Conférence France Népal, 27 novembre  au Sénat
Communication
Michel Jolivet, Ambassadeur de France au Népal de 2004 à 2007
Les relations franco-népalaises face au désengagement de l'Etat
Monsieur Keith Bloomfield, Ambassadeur de Grande-Bretagne au Népal de 2002 à 2006
 
Monsieur Michel Colchen, Géologue, chercheur au CNRS.
 
Marie Lecomte-Tilouine, Anthropologue, chercheur au CNRS.
 
Vincent Brossel, (RSF)
La liberté de la presse pendant et après la dictature du roi Gyanendra
Vincent BrosselLa révolution démocratique qui a permis, en avril 2006, la restauration du Parlement, puis, en novembre 2006, la signature d'un accord de paix et de partage du pouvoir historique avec les maoïstes, a mis fin à une répression tous azimuts des médias indépendants et d'opposition. Jusqu'à sa chute, le roi Gyanendra, prédateur de la liberté de la presse, avait maintenu une forte censure dans le pays. Le monarque, autoproclamé chef du gouvernement, avait réduit à néant la quasi-totalité des protections constitutionnelles et légales acquises par la presse depuis 1990. Par ailleurs, plus d'un millier de journalistes avaient été licenciés et la crise économique provoquée par le gouvernement avait touché de très nombreux médias.

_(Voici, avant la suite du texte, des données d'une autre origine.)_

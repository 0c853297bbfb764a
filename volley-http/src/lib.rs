//! HTTP surface for the volley dispatch engine.
//!
//! Exposes the `POST /send_email` contract consumed by the form
//! frontend, plus a liveness probe. Each request drives one batch to
//! completion and answers with the per-recipient result array.

mod error;
mod server;
mod types;

pub use error::{ApiError, ServeError};
pub use server::{ApiServer, router};
pub use types::{ResultEntry, SendEmailRequest, SendEmailResponse};
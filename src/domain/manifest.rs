// SPDX-License-Identifier: MIT OR Apache-2.0

//! Typed access to the sections of an expanded deployment manifest.
//!
//! A manifest has two top-level sections:
//!
//! ```yaml
//! FunctionConfiguration:
//!   FunctionName: thumbnailer
//!   Runtime: python3.12
//! Environments:
//!   - Triggers:
//!       - Bucket: uploads
//!         NotificationConfiguration:
//!           LambdaFunctionConfigurations:
//!             - Events: ["s3:ObjectCreated:*"]
//! ```
//!
//! Section contents are forwarded to provider calls unmodified; this module only
//! checks the few keys orchestration needs to read.

use crate::domain::config_value::{ConfigMap, ConfigValue};
use crate::domain::errors::{ManifestError, Result};
use crate::domain::expander::Expander;

/// Top-level section holding the function creation parameters.
pub const FUNCTION_CONFIGURATION: &str = "FunctionConfiguration";
/// Top-level section holding the list of environments.
pub const ENVIRONMENTS: &str = "Environments";
/// Key of the function name inside the function configuration.
pub const FUNCTION_NAME: &str = "FunctionName";
/// Key of the trigger list inside an environment.
pub const TRIGGERS: &str = "Triggers";
/// Key of the bucket name inside a trigger.
pub const BUCKET: &str = "Bucket";
/// Key of the notification configuration inside a trigger.
pub const NOTIFICATION_CONFIGURATION: &str = "NotificationConfiguration";
/// Key of the function notification list inside a notification configuration.
pub const FUNCTION_CONFIGURATIONS: &str = "LambdaFunctionConfigurations";
/// Key receiving the deployed function's ARN in each function notification.
pub const FUNCTION_ARN: &str = "LambdaFunctionArn";

/// An expanded deployment manifest.
///
/// # Examples
///
/// ```
/// use fnmanifest::domain::config_value::ConfigValue;
/// use fnmanifest::domain::manifest::Manifest;
///
/// let raw = ConfigValue::mapping([
///     ("FunctionConfiguration.FunctionName", "thumbnailer"),
///     ("FunctionConfiguration.Timeout", "30"),
/// ]);
/// let manifest = Manifest::from_raw(raw).unwrap();
/// let function = manifest.function_configuration().unwrap();
/// assert_eq!(function.function_name(), "thumbnailer");
/// ```
#[derive(Clone, Debug, PartialEq)]
pub struct Manifest {
    root: ConfigMap,
}

impl Manifest {
    /// Expands a raw document with the default expander and wraps it.
    pub fn from_raw(raw: ConfigValue) -> Result<Self> {
        Self::from_raw_with(raw, &Expander::new())
    }

    /// Expands a raw document with the given expander and wraps it.
    pub fn from_raw_with(raw: ConfigValue, expander: &Expander) -> Result<Self> {
        Self::from_expanded(expander.expand(raw)?)
    }

    /// Wraps an already expanded document.
    ///
    /// The document root must be a mapping.
    pub fn from_expanded(document: ConfigValue) -> Result<Self> {
        match document {
            ConfigValue::Mapping(root) => Ok(Self { root }),
            other => Err(ManifestError::InvalidSection {
                section: "$".to_string(),
                expected: format!("a mapping at the document root, found {}", other.kind()),
            }),
        }
    }

    /// The whole expanded document.
    pub fn root(&self) -> &ConfigMap {
        &self.root
    }

    /// Returns a top-level section by name.
    pub fn section(&self, name: &str) -> Result<&ConfigValue> {
        self.root
            .get(name)
            .ok_or_else(|| ManifestError::SectionNotFound {
                section: name.to_string(),
            })
    }

    /// Reads the `FunctionConfiguration` section.
    pub fn function_configuration(&self) -> Result<FunctionConfiguration> {
        let section = expect_mapping(
            self.section(FUNCTION_CONFIGURATION)?,
            FUNCTION_CONFIGURATION,
        )?;
        FunctionConfiguration::new(section.clone())
    }

    /// Reads the `Environments` section.
    pub fn environments(&self) -> Result<&[ConfigValue]> {
        expect_sequence(self.section(ENVIRONMENTS)?, ENVIRONMENTS)
    }

    /// Reads one entry of the `Environments` section.
    pub fn environment(&self, index: usize) -> Result<Environment> {
        let name = format!("{}[{}]", ENVIRONMENTS, index);
        let entry = self
            .environments()?
            .get(index)
            .ok_or_else(|| ManifestError::SectionNotFound {
                section: name.clone(),
            })?;
        Ok(Environment {
            name: name.clone(),
            values: expect_mapping(entry, &name)?.clone(),
        })
    }
}

/// The function creation parameters of a manifest.
///
/// The mapping is kept whole so it can be passed to the provider as-is.
#[derive(Clone, Debug, PartialEq)]
pub struct FunctionConfiguration {
    function_name: String,
    parameters: ConfigMap,
}

impl FunctionConfiguration {
    /// Wraps a function configuration mapping, which must name the function.
    pub fn new(parameters: ConfigMap) -> Result<Self> {
        let function_name = parameters
            .get(FUNCTION_NAME)
            .and_then(ConfigValue::as_str)
            .filter(|name| !name.is_empty())
            .ok_or_else(|| ManifestError::InvalidSection {
                section: FUNCTION_CONFIGURATION.to_string(),
                expected: format!("a non-empty string '{}'", FUNCTION_NAME),
            })?
            .to_string();
        Ok(Self {
            function_name,
            parameters,
        })
    }

    /// The function name.
    pub fn function_name(&self) -> &str {
        &self.function_name
    }

    /// All function creation parameters, including the name.
    pub fn parameters(&self) -> &ConfigMap {
        &self.parameters
    }
}

/// One entry of the `Environments` section.
#[derive(Clone, Debug, PartialEq)]
pub struct Environment {
    name: String,
    values: ConfigMap,
}

impl Environment {
    /// The environment's location in the manifest, e.g. `Environments[0]`.
    pub fn name(&self) -> &str {
        &self.name
    }

    /// The environment mapping.
    pub fn values(&self) -> &ConfigMap {
        &self.values
    }

    /// Reads every trigger of this environment.
    ///
    /// An environment without a `Triggers` key has no triggers.
    pub fn triggers(&self) -> Result<Vec<StorageTrigger>> {
        let Some(triggers) = self.values.get(TRIGGERS) else {
            return Ok(Vec::new());
        };
        let section = format!("{}.{}", self.name, TRIGGERS);
        expect_sequence(triggers, &section)?
            .iter()
            .enumerate()
            .map(|(index, trigger)| {
                let name = format!("{}[{}]", section, index);
                StorageTrigger::new(expect_mapping(trigger, &name)?.clone(), name)
            })
            .collect()
    }

    /// Reads one trigger of this environment.
    pub fn trigger(&self, index: usize) -> Result<StorageTrigger> {
        self.triggers()?
            .into_iter()
            .nth(index)
            .ok_or_else(|| ManifestError::SectionNotFound {
                section: format!("{}.{}[{}]", self.name, TRIGGERS, index),
            })
    }
}

/// A storage-event trigger: a bucket and the notification configuration to put on it.
#[derive(Clone, Debug, PartialEq)]
pub struct StorageTrigger {
    name: String,
    bucket: String,
    notification: ConfigMap,
}

impl StorageTrigger {
    fn new(values: ConfigMap, name: String) -> Result<Self> {
        let bucket = values
            .get(BUCKET)
            .and_then(ConfigValue::as_str)
            .filter(|bucket| !bucket.is_empty())
            .ok_or_else(|| ManifestError::InvalidSection {
                section: name.clone(),
                expected: format!("a non-empty string '{}'", BUCKET),
            })?
            .to_string();
        let notification_section = format!("{}.{}", name, NOTIFICATION_CONFIGURATION);
        let notification = values
            .get(NOTIFICATION_CONFIGURATION)
            .ok_or_else(|| ManifestError::SectionNotFound {
                section: notification_section.clone(),
            })
            .and_then(|value| expect_mapping(value, &notification_section))?
            .clone();
        Ok(Self {
            name,
            bucket,
            notification,
        })
    }

    /// The trigger's location in the manifest.
    pub fn name(&self) -> &str {
        &self.name
    }

    /// The bucket the notification configuration is put on.
    pub fn bucket(&self) -> &str {
        &self.bucket
    }

    /// The notification configuration.
    pub fn notification_configuration(&self) -> &ConfigMap {
        &self.notification
    }

    /// Points every function notification at `function_arn`.
    ///
    /// A configuration without function notifications is left unchanged.
    pub fn bind_function_arn(&mut self, function_arn: &str) -> Result<()> {
        let section = format!(
            "{}.{}.{}",
            self.name, NOTIFICATION_CONFIGURATION, FUNCTION_CONFIGURATIONS
        );
        let Some(entries) = self.notification.get_mut(FUNCTION_CONFIGURATIONS) else {
            return Ok(());
        };
        let entries = entries
            .as_sequence_mut()
            .ok_or_else(|| ManifestError::InvalidSection {
                section: section.clone(),
                expected: "a sequence".to_string(),
            })?;

        for (index, entry) in entries.iter_mut().enumerate() {
            let entry = entry
                .as_mapping_mut()
                .ok_or_else(|| ManifestError::InvalidSection {
                    section: format!("{}[{}]", section, index),
                    expected: "a mapping".to_string(),
                })?;
            entry.insert(FUNCTION_ARN, ConfigValue::from(function_arn));
        }
        Ok(())
    }
}

fn expect_mapping<'v>(value: &'v ConfigValue, section: &str) -> Result<&'v ConfigMap> {
    value.as_mapping().ok_or_else(|| ManifestError::InvalidSection {
        section: section.to_string(),
        expected: format!("a mapping, found {}", value.kind()),
    })
}

fn expect_sequence<'v>(value: &'v ConfigValue, section: &str) -> Result<&'v [ConfigValue]> {
    value.as_sequence().ok_or_else(|| ManifestError::InvalidSection {
        section: section.to_string(),
        expected: format!("a sequence, found {}", value.kind()),
    })
}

On s'attendait à des années 2007 et 2008 radieuses, notamment pour les journalistes tant malmenés auparavant. Mais l'émergence de violences ethniques dans le Sud et les bavures de certains cadres maoïstes ont fait deux morts et des dizaines de blessés parmi la profession. Une année contrastée pour les journalistes népalais qui ont retrouvé la liberté mais pas la sécurité.

Quel avenir pour la liberté de la presse au Népal ?
 
Alain SCUDELLARO, Maire de LAMOTHE-GOAS (Gers), co-fondateur de l’association    humanitaire Gers-Himalaya et l’auteur « des étoiles sur le toit du monde » éditions    Thélès Paris 2005
Système éducatif au Népal
« L'éducation constitue un droit de l'homme fondamental, indispensable au développement de l'individu et de la société et nécessaire au bien-être. Tous les enfants méritent une éducation de qualité, suivant une démarche axée sur les droits fondamentaux et enracinée sur le concept d'égalité des sexes. Une telle démarche permettra de lutter contre les inégalités de nos sociétés, profondément enracinées et souvent sexistes. Des millions d'enfants, notamment les filles, sont exclus de l'école à cause de ces inégalités qui les condamnent à une éducation de très mauvaise qualité. » 

C’est par cette introduction que je souhaitais commencer ce propos afin de bien avoir à l’idée que l’éducation est un fondement majeur de la société et que sans éducation, un pays aura du mal à se développer. 

Le roi Birendra dans un discours datant de 1975 disait : "l'éducation constitue le pivot du développement». Il  commanda alors, à son gouvernement de faire que "l'enseignement primaire soit gratuit et accessible à tous, garçons et filles». 

C’est bien là un changement profond pour le Népal, en effet ce petit pays gérer depuis des siècles par des monarchies aussi différentes les unes que les autres, n’avait jamais fait de l’éducation une priorité.

Le discours de feu Birendra a amené donc une nouveauté. L’avènement de la république fédérale une autre.  En 1951, il n’y avait que 351 écoles au Népal, alors qu’en 1971, il y en avait 7250 écoles. C’est cette année là, qu’a commencé une poussée de l'éducation de masse. Puisqu’en 2003, on comptait près de 28.000 écoles.